(Saved data entries)
+---+

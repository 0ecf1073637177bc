//! Flash storage driver for RP2040
//!
//! Wear-leveled key-value storage in the last 64KB of flash, on top of
//! sequential-storage. Implements `equinox_hal::FlashStorage`.

use embassy_rp::dma::Channel;
use embassy_rp::flash::{Async, Flash, ERASE_SIZE};
use embassy_rp::peripherals::FLASH;
use embassy_rp::Peri;
use sequential_storage::cache::NoCache;
use sequential_storage::map;

pub use equinox_hal::flash::{FlashError, StorageKey};

/// 2MB QSPI flash on the reference board
pub const FLASH_SIZE: usize = 2 * 1024 * 1024;
/// Settings partition at the end of flash
pub const STORAGE_PARTITION_SIZE: usize = 64 * 1024;
pub const STORAGE_PARTITION_START: usize = FLASH_SIZE - STORAGE_PARTITION_SIZE;

pub const FLASH_ERASE_SIZE: usize = ERASE_SIZE;

pub const STORAGE_RANGE: core::ops::Range<u32> =
    (STORAGE_PARTITION_START as u32)..(FLASH_SIZE as u32);

/// Largest item stored, key and framing included (a full PEC table)
const ITEM_BUFFER_SIZE: usize = 2048;

const _: () = assert!(STORAGE_PARTITION_SIZE % FLASH_ERASE_SIZE == 0);

/// RP2040 flash storage
pub struct Rp2040FlashStorage<'d> {
    flash: Flash<'d, FLASH, Async, FLASH_SIZE>,
}

impl<'d> Rp2040FlashStorage<'d> {
    pub fn new(flash: Peri<'d, FLASH>, dma: Peri<'d, impl Channel>) -> Self {
        Self {
            flash: Flash::new(flash, dma),
        }
    }
}

impl equinox_hal::FlashStorage for Rp2040FlashStorage<'_> {
    async fn read(&mut self, key: StorageKey, buffer: &mut [u8]) -> Result<usize, FlashError> {
        let mut item_buffer = [0u8; ITEM_BUFFER_SIZE];

        let result = map::fetch_item::<StorageKey, &[u8], _>(
            &mut self.flash,
            STORAGE_RANGE,
            &mut NoCache::new(),
            &mut item_buffer,
            &key,
        )
        .await;

        match result {
            Ok(Some(data)) => {
                let out = buffer
                    .get_mut(..data.len())
                    .ok_or(FlashError::BufferTooSmall)?;
                out.copy_from_slice(data);
                Ok(data.len())
            }
            Ok(None) => Err(FlashError::NotFound),
            Err(_) => Err(FlashError::Storage),
        }
    }

    async fn write(&mut self, key: StorageKey, data: &[u8]) -> Result<(), FlashError> {
        let mut item_buffer = [0u8; ITEM_BUFFER_SIZE];

        map::store_item(
            &mut self.flash,
            STORAGE_RANGE,
            &mut NoCache::new(),
            &mut item_buffer,
            &key,
            &data,
        )
        .await
        .map_err(|e| match e {
            sequential_storage::Error::FullStorage => FlashError::Full,
            sequential_storage::Error::Corrupted { .. } => FlashError::Corrupted,
            sequential_storage::Error::Storage { .. } => FlashError::Flash,
            _ => FlashError::Storage,
        })
    }

    async fn exists(&mut self, key: StorageKey) -> bool {
        let mut item_buffer = [0u8; ITEM_BUFFER_SIZE];

        matches!(
            map::fetch_item::<StorageKey, &[u8], _>(
                &mut self.flash,
                STORAGE_RANGE,
                &mut NoCache::new(),
                &mut item_buffer,
                &key,
            )
            .await,
            Ok(Some(_))
        )
    }
}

+---+

[Assignment] The records shown above must be returned in full, exactly as written.

[Solution below]
repository 0ecf1073637177bc
//! Flash storage driver for RP2040
//!
//! Wear-leveled key-value storage in the last 64KB of flash, on top of
//! sequential-storage. Implements `equinox_hal::FlashStorage`.

use embassy_rp::dma::Channel;
use embassy_rp::flash::{Async, Flash, ERASE_SIZE};
use embassy_rp::peripherals::FLASH;
use embassy_rp::Peri;
use sequential_storage::cache::NoCache;
use sequential_storage::map;

pub use equinox_hal::flash::{FlashError, StorageKey};

/// 2MB QSPI flash on the reference board
pub const FLASH_SIZE: usize = 2 * 1024 * 1024;
/// Settings partition at the end of flash
pub const STORAGE_PARTITION_SIZE: usize = 64 * 1024;
pub const STORAGE_PARTITION_START: usize = FLASH_SIZE - STORAGE_PARTITION_SIZE;

pub const FLASH_ERASE_SIZE: usize = ERASE_SIZE;

pub const STORAGE_RANGE: core::ops::Range<u32> =
    (STORAGE_PARTITION_START as u32)..(FLASH_SIZE as u32);

/// Largest item stored, key and framing included (a full PEC table)
const ITEM_BUFFER_SIZE: usize = 2048;

const _: () = assert!(STORAGE_PARTITION_SIZE % FLASH_ERASE_SIZE == 0);

/// RP2040 flash storage
pub struct Rp2040FlashStorage<'d> {
    flash: Flash<'d, FLASH, Async, FLASH_SIZE>,
}

impl<'d> Rp2040FlashStorage<'d> {
    pub fn new(flash: Peri<'d, FLASH>, dma: Peri<'d, impl Channel>) -> Self {
        Self {
            flash: Flash::new(flash, dma),
        }
    }
}

impl equinox_hal::FlashStorage for Rp2040FlashStorage<'_> {
    async fn read(&mut self, key: StorageKey, buffer: &mut [u8]) -> Result<usize, FlashError> {
        let mut item_buffer = [0u8; ITEM_BUFFER_SIZE];

        let result = map::fetch_item::<StorageKey, &[u8], _>(
            &mut self.flash,
            STORAGE_RANGE,
            &mut NoCache::new(),
            &mut item_buffer,
            &key,
        )
        .await;

        match result {
            Ok(Some(data)) => {
                let out = buffer
                    .get_mut(..data.len())
                    .ok_or(FlashError::BufferTooSmall)?;
                out.copy_from_slice(data);
                Ok(data.len())
            }
            Ok(None) => Err(FlashError::NotFound),
            Err(_) => Err(FlashError::Storage),
        }
    }

    async fn write(&mut self, key: StorageKey, data: &[u8]) -> Result<(), FlashError> {
        let mut item_buffer = [0u8; ITEM_BUFFER_SIZE];

        map::store_item(
            &mut self.flash,
            STORAGE_RANGE,
            &mut NoCache::new(),
            &mut item_buffer,
            &key,
            &data,
        )
        .await
        .map_err(|e| match e {
            sequential_storage::Error::FullStorage => FlashError::Full,
            sequential_storage::Error::Corrupted { .. } => FlashError::Corrupted,
            sequential_storage::Error::Storage { .. } => FlashError::Flash,
            _ => FlashError::Storage,
        })
    }

    async fn exists(&mut self, key: StorageKey) -> bool {
        let mut item_buffer = [0u8; ITEM_BUFFER_SIZE];

        matches!(
            map::fetch_item::<StorageKey, &[u8], _>(
                &mut self.flash,
                STORAGE_RANGE,
                &mut NoCache::new(),
                &mut item_buffer,
                &key,
            )
            .await,
            Ok(Some(_))
        )
    }
}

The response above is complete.